▸ Task description
Pull every line with "onHand" from the data below and copy it.

+++ Dataset excerpts

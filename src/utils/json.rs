// ============================================================================
// JSON HELPERS - Lectura tolerante de payloads dinámicos del backend
// ============================================================================
// El backend mezcla snake_case/camelCase y anida datos en `data`/`details`
// según la acción. Estos helpers concentran los fallbacks de nombres de campo
// para que las vistas no tengan que adivinar.
// ============================================================================

use serde_json::Value;

/// Busca el primer path (notación punto, p.ej. "data.on_hand") que exista.
pub fn pick<'a>(value: &'a Value, paths: &[&str]) -> Option<&'a Value> {
    for path in paths {
        let mut current = value;
        let mut found = true;
        for segment in path.split('.') {
            match current.get(segment) {
                Some(next) => current = next,
                None => {
                    found = false;
                    break;
                }
            }
        }
        if found && !current.is_null() {
            return Some(current);
        }
    }
    None
}

/// Primer path que resuelva a string (no vacío se respeta tal cual).
pub fn pick_str(value: &Value, paths: &[&str]) -> Option<String> {
    pick(value, paths).and_then(|v| v.as_str().map(|s| s.to_string()))
}

/// Primer path que resuelva a número; acepta números serializados como string
/// (el backend a veces devuelve "3" en lugar de 3).
pub fn pick_f64(value: &Value, paths: &[&str]) -> Option<f64> {
    let v = pick(value, paths)?;
    match v {
        Value::Number(n) => n.as_f64(),
        Value::String(s) => s.trim().parse::<f64>().ok(),
        _ => None,
    }
}

pub fn pick_bool(value: &Value, paths: &[&str]) -> Option<bool> {
    pick(value, paths).and_then(|v| v.as_bool())
}

/// Primer path que resuelva a array (clonado).
pub fn pick_array(value: &Value, paths: &[&str]) -> Vec<Value> {
    pick(value, paths)
        .and_then(|v| v.as_array().cloned())
        .unwrap_or_default()
}

#[cfg(test)]
mod tests {
    use super::*;
    use serde_json::json;

    #[test]
    fn pick_prefers_earlier_paths() {
        let v = json!({ "a": 1, "data": { "a": 2 } });
        assert_eq!(pick(&v, &["a", "data.a"]).unwrap(), &json!(1));
        assert_eq!(pick(&v, &["missing", "data.a"]).unwrap(), &json!(2));
    }

    #[test]
    fn pick_skips_nulls() {
        let v = json!({ "a": null, "b": "x" });
        assert_eq!(pick_str(&v, &["a", "b"]).as_deref(), Some("x"));
    }

    #[test]
    fn on_hand_fallback_chain() {
        // INSUFFICIENT_STOCK puede traer on_hand en cualquiera de estas rutas
        let paths = &["on_hand", "details.on_hand", "data.on_hand", "data.onHand"];
        let top = json!({ "on_hand": 3 });
        let details = json!({ "details": { "on_hand": 3 } });
        let data = json!({ "data": { "on_hand": 3 } });
        let camel = json!({ "data": { "onHand": "3" } });
        for v in [top, details, data, camel] {
            assert_eq!(pick_f64(&v, paths), Some(3.0), "payload: {}", v);
        }
    }

    #[test]
    fn pick_array_falls_back() {
        let v = json!({ "data": { "rows": [1, 2] } });
        assert_eq!(pick_array(&v, &["rows", "data.rows"]).len(), 2);
        assert!(pick_array(&v, &["nope"]).is_empty());
    }
}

++++++

▸ Written solution
        let paths = &["on_hand", "details.on_hand", "data.on_hand", "data.onHand"];
        let camel = json!({ "data": { "onHand": "3" } });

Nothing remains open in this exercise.